Task prompt —
Would you reproduce exactly the lines below from the one holding "#[derive(Debug, Default)]" through the one holding "a session id.", inclusive, and no others?

Dataset entries:
//! Output parser for the CLI's stream-json output.
//!
//! Raw chunks arrive from the process in arbitrary sizes. [`LineSplitter`]
//! reassembles them into lines, and [`decode_line`] turns each line into an
//! [`OutputRecord`]. Decoding never fails: anything that is not a recognized
//! JSON record comes back as [`OutputRecord::Unrecognized`].

use std::sync::LazyLock;

use regex::Regex;
use serde::Deserialize;
use serde_json::Value;

/// Phrases the assistant uses when it stops to ask for a human decision.
static APPROVAL_REQUEST: LazyLock<Regex> = LazyLock::new(|| {
    Regex::new(r"(?i)(do you approve this plan|approve this plan\?|awaiting approval|needs approval)")
        .unwrap()
});

/// Reassembles byte chunks into lines.
///
/// Splits on `\n`, `\r\n` and a lone `\r`. A `\r` that ends one chunk and a
/// `\n` that starts the next are treated as a single line break. Blank lines
/// are dropped; the rest are decoded as lossy UTF-8 so that a multi-byte
/// character split across chunks survives.
#[derive(Debug, Default)]
pub struct LineSplitter {
    buffer: Vec<u8>,
    pending_cr: bool,
}

impl LineSplitter {
    pub fn new() -> Self {
        Self::default()
    }

    /// Feed a chunk and collect every line it completes.
    pub fn feed(&mut self, chunk: &[u8]) -> Vec<String> {
        let mut lines = Vec::new();
        let mut bytes = chunk.iter().copied().peekable();

        if self.pending_cr && bytes.peek() == Some(&b'\n') {
            bytes.next();
        }
        self.pending_cr = false;

        while let Some(b) = bytes.next() {
            match b {
                b'\n' => self.take_line(&mut lines),
                b'\r' => {
                    match bytes.peek() {
                        Some(b'\n') => {
                            bytes.next();
                        }
                        None => self.pending_cr = true,
                        Some(_) => {}
                    }
                    self.take_line(&mut lines);
                }
                _ => self.buffer.push(b),
            }
        }

        lines
    }

    /// Return whatever partial line is left. Call when the stream ends.
    pub fn flush(&mut self) -> Option<String> {
        self.pending_cr = false;
        let mut lines = Vec::with_capacity(1);
        self.take_line(&mut lines);
        lines.pop()
    }

    fn take_line(&mut self, out: &mut Vec<String>) {
        let bytes = std::mem::take(&mut self.buffer);
        let line = String::from_utf8_lossy(&bytes);
        if !line.trim().is_empty() {
            out.push(line.into_owned());
        }
    }
}

/// A decoded output line.
#[derive(Debug, Clone, PartialEq, Eq)]
pub enum OutputRecord {
    /// `{"type":"assistant","message":{"content":[...]}}`; `text` is the
    /// text blocks joined with newlines.
    Assistant {
        session_id: Option<String>,
        text: String,
    },
    /// `{"type":"result","result":"..."}`
    Result {
        session_id: Option<String>,
        text: String,
    },
    /// Any other JSON object that carries a session id.
    Session { session_id: String },
    /// Not JSON, or JSON we have no use for.
    Unrecognized,
}

impl OutputRecord {
    pub fn session_id(&self) -> Option<&str> {
        match self {
            OutputRecord::Assistant { session_id, .. } | OutputRecord::Result { session_id, .. } => {
                session_id.as_deref()
            }
            OutputRecord::Session { session_id } => Some(session_id),
            OutputRecord::Unrecognized => None,
        }
    }

    /// Text to test against the approval pattern, if this record has any.
    pub fn candidate_text(&self) -> Option<&str> {
        match self {
            OutputRecord::Assistant { text, .. } | OutputRecord::Result { text, .. } => {
                Some(text.as_str()).filter(|t| !t.is_empty())
            }
            _ => None,
        }
    }

    /// Whether this record asks a human to approve before continuing.
    pub fn requests_approval(&self) -> bool {
        self.candidate_text().is_some_and(is_approval_request)
    }
}

/// Loosely typed line as the CLI emits it. Fields are probed, never required.
#[derive(Debug, Deserialize)]
struct RawRecord {
    #[serde(rename = "type", default)]
    record_type: Option<Value>,
    #[serde(default)]
    session_id: Option<Value>,
    #[serde(default)]
    message: Option<Value>,
    #[serde(default)]
    result: Option<Value>,
}

#[derive(Debug, Deserialize)]
struct RawMessage {
    #[serde(default)]
    content: Vec<RawBlock>,
}

#[derive(Debug, Deserialize)]
struct RawBlock {
    #[serde(rename = "type", default)]
    block_type: Option<String>,
    #[serde(default)]
    text: Option<String>,
}

/// Decode one raw output line.
pub fn decode_line(line: &str) -> OutputRecord {
    let clean = strip_ansi(line);
    let raw: RawRecord = match serde_json::from_str(clean.trim()) {
        Ok(raw) => raw,
        Err(_) => return OutputRecord::Unrecognized,
    };

    let session_id = raw
        .session_id
        .as_ref()
        .and_then(Value::as_str)
        .map(str::to_string);

    match raw.record_type.as_ref().and_then(Value::as_str) {
        Some("assistant") => {
            let text = raw
                .message
                .and_then(|m| serde_json::from_value::<RawMessage>(m).ok())
                .map(|m| {
                    m.content
                        .into_iter()
                        .filter(|b| b.block_type.as_deref() == Some("text"))
                        .filter_map(|b| b.text)
                        .collect::<Vec<_>>()
                        .join("\n")
                })
                .unwrap_or_default();
            OutputRecord::Assistant { session_id, text }
        }
        Some("result") => {
            let text = raw
                .result
                .as_ref()
                .and_then(Value::as_str)
                .unwrap_or_default()
                .to_string();
            OutputRecord::Result { session_id, text }
        }
        _ => match session_id {
            Some(session_id) => OutputRecord::Session { session_id },
            None => OutputRecord::Unrecognized,
        },
    }
}

/// Case-insensitive match against the approval-request phrases.
pub fn is_approval_request(text: &str) -> bool {
    APPROVAL_REQUEST.is_match(text)
}

/// Remove ANSI escape sequences (CSI, OSC and two-byte escapes).
///
/// Pseudo-terminal output can carry these even with color disabled; they
/// would otherwise break JSON decoding of an otherwise valid line.
pub fn strip_ansi(input: &str) -> String {
    let mut out = String::with_capacity(input.len());
    let mut chars = input.chars().peekable();

    while let Some(c) = chars.next() {
        if c != '\u{1b}' {
            out.push(c);
            continue;
        }
        match chars.next() {
            Some('[') => {
                // Parameter and intermediate bytes, then one final byte.
                while let Some(&p) = chars.peek() {
                    chars.next();
                    if ('\u{40}'..='\u{7e}').contains(&p) {
                        break;
                    }
                }
            }
            Some(']') => {
                // Until BEL or ESC \
                while let Some(p) = chars.next() {
                    if p == '\u{07}' {
                        break;
                    }
                    if p == '\u{1b}' && chars.peek() == Some(&'\\') {
                        chars.next();
                        break;
                    }
                }
            }
            _ => {}
        }
    }

    out
}

#[cfg(test)]
mod tests {
    use super::*;

    mod line_splitter {
        use super::*;

        #[test]
        fn splits_every_newline_style() {
            let mut splitter = LineSplitter::new();
            let lines = splitter.feed(b"one\ntwo\r\nthree\rfour\n");
            assert_eq!(lines, vec!["one", "two", "three", "four"]);
        }

        #[test]
        fn buffers_partial_lines() {
            let mut splitter = LineSplitter::new();
            assert!(splitter.feed(br#"{"type":"res"#).is_empty());
            assert!(splitter.feed(br#"ult"}"#).is_empty());
            assert_eq!(splitter.feed(b"\n"), vec![r#"{"type":"result"}"#]);
        }

        #[test]
        fn crlf_split_across_chunks_is_one_break() {
            let mut splitter = LineSplitter::new();
            assert_eq!(splitter.feed(b"first\r"), vec!["first"]);
            assert_eq!(splitter.feed(b"\nsecond\n"), vec!["second"]);
        }

        #[test]
        fn drops_blank_lines() {
            let mut splitter = LineSplitter::new();
            assert_eq!(splitter.feed(b"\n\n  \nx\n\r\n"), vec!["x"]);
        }

        #[test]
        fn multibyte_char_split_across_chunks() {
            let mut splitter = LineSplitter::new();
            let text = "héllo\n".as_bytes();
            assert!(splitter.feed(&text[..2]).is_empty());
            assert_eq!(splitter.feed(&text[2..]), vec!["héllo"]);
        }

        #[test]
        fn flush_returns_trailing_line() {
            let mut splitter = LineSplitter::new();
            splitter.feed(b"done\npartial");
            assert_eq!(splitter.flush().as_deref(), Some("partial"));
            assert_eq!(splitter.flush(), None);
        }
    }

    mod decode {
        use super::*;

        #[test]
        fn bare_session_record() {
            let record = decode_line(r#"{"session_id":"abc123"}"#);
            assert_eq!(
                record,
                OutputRecord::Session {
                    session_id: "abc123".into()
                }
            );
            assert_eq!(record.session_id(), Some("abc123"));
        }

        #[test]
        fn assistant_text_blocks_are_joined() {
            let line = r#"{"type":"assistant","session_id":"s1","message":{"content":[{"type":"text","text":"First"},{"type":"tool_use","name":"Bash"},{"type":"text","text":"Second"}]}}"#;
            let record = decode_line(line);
            assert_eq!(record.session_id(), Some("s1"));
            assert_eq!(record.candidate_text(), Some("First\nSecond"));
        }

        #[test]
        fn assistant_with_string_content_keeps_session() {
            let line = r#"{"type":"assistant","session_id":"s2","message":{"content":"plain"}}"#;
            let record = decode_line(line);
            assert_eq!(record.session_id(), Some("s2"));
            assert_eq!(record.candidate_text(), None);
        }

        #[test]
        fn result_text() {
            let record = decode_line(r#"{"type":"result","result":"Do you approve this plan?"}"#);
            assert_eq!(record.candidate_text(), Some("Do you approve this plan?"));
            assert!(record.requests_approval());
        }

        #[test]
        fn other_record_types_have_no_candidate_text() {
            let record = decode_line(r#"{"type":"system","subtype":"init","session_id":"s3"}"#);
            assert_eq!(record.session_id(), Some("s3"));
            assert_eq!(record.candidate_text(), None);
        }

        #[test]
        fn malformed_lines_are_unrecognized() {
            assert_eq!(decode_line("not json at all"), OutputRecord::Unrecognized);
            assert_eq!(decode_line("{\"type\":"), OutputRecord::Unrecognized);
            assert_eq!(decode_line("42"), OutputRecord::Unrecognized);
            assert_eq!(decode_line(r#"{"type":"system"}"#), OutputRecord::Unrecognized);
        }

        #[test]
        fn non_string_session_id_is_ignored() {
            assert_eq!(
                decode_line(r#"{"session_id":17}"#),
                OutputRecord::Unrecognized
            );
        }

        #[test]
        fn ansi_wrapped_json_still_decodes() {
            let line = "\u{1b}[0m{\"session_id\":\"tty\"}\u{1b}[K";
            assert_eq!(decode_line(line).session_id(), Some("tty"));
        }
    }

    mod approval {
        use super::*;

        #[test]
        fn recognizes_phrases_in_any_case() {
            assert!(is_approval_request("Do you approve this plan?"));
            assert!(is_approval_request("Please APPROVE THIS PLAN?"));
            assert!(is_approval_request("Status: Awaiting approval"));
            assert!(is_approval_request("this change needs approval first"));
        }

        #[test]
        fn ignores_unrelated_text() {
            assert!(!is_approval_request("Plan approved, continuing"));
            assert!(!is_approval_request("approve this plan"));
            assert!(!is_approval_request(""));
        }

        #[test]
        fn empty_assistant_text_never_requests_approval() {
            let record = OutputRecord::Assistant {
                session_id: None,
                text: String::new(),
            };
            assert!(!record.requests_approval());
        }
    }

    mod ansi {
        use super::*;

        #[test]
        fn strips_csi_and_osc() {
            assert_eq!(strip_ansi("\u{1b}[1;31mred\u{1b}[0m"), "red");
            assert_eq!(strip_ansi("\u{1b}]0;title\u{07}text"), "text");
            assert_eq!(strip_ansi("\u{1b}]8;;url\u{1b}\\link"), "link");
        }

        #[test]
        fn plain_text_unchanged() {
            assert_eq!(strip_ansi("plain {\"a\":1}"), "plain {\"a\":1}");
        }
    }
}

Output for this exercise —
#[derive(Debug, Default)]
pub struct LineSplitter {
    buffer: Vec<u8>,
    pending_cr: bool,
}

impl LineSplitter {
    pub fn new() -> Self {
        Self::default()
    }

    /// Feed a chunk and collect every line it completes.
    pub fn feed(&mut self, chunk: &[u8]) -> Vec<String> {
        let mut lines = Vec::new();
        let mut bytes = chunk.iter().copied().peekable();

        if self.pending_cr && bytes.peek() == Some(&b'\n') {
            bytes.next();
        }
        self.pending_cr = false;

        while let Some(b) = bytes.next() {
            match b {
                b'\n' => self.take_line(&mut lines),
                b'\r' => {
                    match bytes.peek() {
                        Some(b'\n') => {
                            bytes.next();
                        }
                        None => self.pending_cr = true,
                        Some(_) => {}
                    }
                    self.take_line(&mut lines);
                }
                _ => self.buffer.push(b),
            }
        }

        lines
    }

    /// Return whatever partial line is left. Call when the stream ends.
    pub fn flush(&mut self) -> Option<String> {
        self.pending_cr = false;
        let mut lines = Vec::with_capacity(1);
        self.take_line(&mut lines);
        lines.pop()
    }

    fn take_line(&mut self, out: &mut Vec<String>) {
        let bytes = std::mem::take(&mut self.buffer);
        let line = String::from_utf8_lossy(&bytes);
        if !line.trim().is_empty() {
            out.push(line.into_owned());
        }
    }
}

/// A decoded output line.
#[derive(Debug, Clone, PartialEq, Eq)]
pub enum OutputRecord {
    /// `{"type":"assistant","message":{"content":[...]}}`; `text` is the
    /// text blocks joined with newlines.
    Assistant {
        session_id: Option<String>,
        text: String,
    },
    /// `{"type":"result","result":"..."}`
    Result {
        session_id: Option<String>,
        text: String,
    },
    /// Any other JSON object that carries a session id.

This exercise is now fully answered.